*How to complete this task:* Of the lines listed below, return exactly those that run from the line containing "pub async fn in_memory()" through the line containing "CREATE INDEX IF", both included.

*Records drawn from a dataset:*
==================================================

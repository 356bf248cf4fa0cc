use std::str::FromStr;

use chrono::{DateTime, Duration, Utc};
use sqlx::{
    sqlite::{SqliteConnectOptions, SqlitePool, SqlitePoolOptions},
    Row,
};
use uuid::Uuid;

use crate::{
    db::{RecommendationStore, CACHE_VALIDITY_DAYS},
    error::{AppError, AppResult},
    models::{CacheEntry, Level},
};

/// SQLite-backed recommendation cache
///
/// Rows are append-only; expired rows stay in place until externally cleaned.
#[derive(Clone)]
pub struct SqliteStore {
    pool: SqlitePool,
}

impl SqliteStore {
    /// Opens (creating if missing) the cache database at the given path
    pub async fn connect(path: &str) -> AppResult<Self> {
        let options = SqliteConnectOptions::from_str(&format!("sqlite:{}", path))?
            .create_if_missing(true)
            .journal_mode(sqlx::sqlite::SqliteJournalMode::Wal);

        let pool = SqlitePoolOptions::new()
            .max_connections(5)
            .connect_with(options)
            .await?;

        Self::migrate(&pool).await?;
        Ok(Self { pool })
    }

    /// In-memory store; a single connection so all reads see all writes
    pub async fn in_memory() -> AppResult<Self> {
        let options = SqliteConnectOptions::from_str("sqlite::memory:")?;
        let pool = SqlitePoolOptions::new()
            .max_connections(1)
            .connect_with(options)
            .await?;

        Self::migrate(&pool).await?;
        Ok(Self { pool })
    }

    async fn migrate(pool: &SqlitePool) -> AppResult<()> {
        sqlx::query(
            r#"
            CREATE TABLE IF NOT EXISTS recommendation_cache (
                id TEXT PRIMARY KEY,
                signature TEXT NOT NULL,
                level TEXT NOT NULL,
                video_title TEXT NOT NULL,
                video_url TEXT NOT NULL,
                video_duration TEXT,
                reason TEXT NOT NULL,
                created_at INTEGER NOT NULL
            )
            "#,
        )
        .execute(pool)
        .await?;

        sqlx::query(
            r#"
            CREATE INDEX IF NOT EXISTS idx_recommendation_cache_key
            ON recommendation_cache (signature, level, created_at)
            "#,
        )
        .execute(pool)
        .await?;

        Ok(())
    }
}

fn row_to_entry(row: &sqlx::sqlite::SqliteRow) -> AppResult<CacheEntry> {
    let id: String = row.try_get("id")?;
    let level: String = row.try_get("level")?;
    let created_at: i64 = row.try_get("created_at")?;

    Ok(CacheEntry {
        id: Uuid::parse_str(&id)
            .map_err(|e| AppError::Internal(format!("Malformed cache row id: {}", e)))?,
        signature: row.try_get("signature")?,
        level: Level::parse(&level)
            .ok_or_else(|| AppError::Internal(format!("Unknown cached level '{}'", level)))?,
        video_title: row.try_get("video_title")?,
        video_url: row.try_get("video_url")?,
        video_duration: row.try_get("video_duration")?,
        reason: row.try_get("reason")?,
        created_at: DateTime::<Utc>::from_timestamp(created_at, 0)
            .ok_or_else(|| AppError::Internal("Cache row timestamp out of range".to_string()))?,
    })
}

#[async_trait::async_trait]
impl RecommendationStore for SqliteStore {
    async fn latest(&self, signature: &str, level: Level) -> AppResult<Option<CacheEntry>> {
        let cutoff = (Utc::now() - Duration::days(CACHE_VALIDITY_DAYS)).timestamp();

        let row = sqlx::query(
            r#"
            SELECT id, signature, level, video_title, video_url, video_duration, reason, created_at
            FROM recommendation_cache
            WHERE signature = ? AND level = ? AND created_at >= ?
            ORDER BY created_at DESC
            LIMIT 1
            "#,
        )
        .bind(signature)
        .bind(level.as_str())
        .bind(cutoff)
        .fetch_optional(&self.pool)
        .await?;

        row.as_ref().map(row_to_entry).transpose()
    }

    async fn append(&self, entry: &CacheEntry) -> AppResult<()> {
        sqlx::query(
            r#"
            INSERT INTO recommendation_cache
                (id, signature, level, video_title, video_url, video_duration, reason, created_at)
            VALUES (?, ?, ?, ?, ?, ?, ?, ?)
            "#,
        )
        .bind(entry.id.to_string())
        .bind(&entry.signature)
        .bind(entry.level.as_str())
        .bind(&entry.video_title)
        .bind(&entry.video_url)
        .bind(&entry.video_duration)
        .bind(&entry.reason)
        .bind(entry.created_at.timestamp())
        .execute(&self.pool)
        .await?;

        Ok(())
    }
}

==================================================

*Solution:*
    pub async fn in_memory() -> AppResult<Self> {
        let options = SqliteConnectOptions::from_str("sqlite::memory:")?;
        let pool = SqlitePoolOptions::new()
            .max_connections(1)
            .connect_with(options)
            .await?;

        Self::migrate(&pool).await?;
        Ok(Self { pool })
    }

    async fn migrate(pool: &SqlitePool) -> AppResult<()> {
        sqlx::query(
            r#"
            CREATE TABLE IF NOT EXISTS recommendation_cache (
                id TEXT PRIMARY KEY,
                signature TEXT NOT NULL,
                level TEXT NOT NULL,
                video_title TEXT NOT NULL,
                video_url TEXT NOT NULL,
                video_duration TEXT,
                reason TEXT NOT NULL,
                created_at INTEGER NOT NULL
            )
            "#,
        )
        .execute(pool)
        .await?;

        sqlx::query(
            r#"
            CREATE INDEX IF NOT EXISTS idx_recommendation_cache_key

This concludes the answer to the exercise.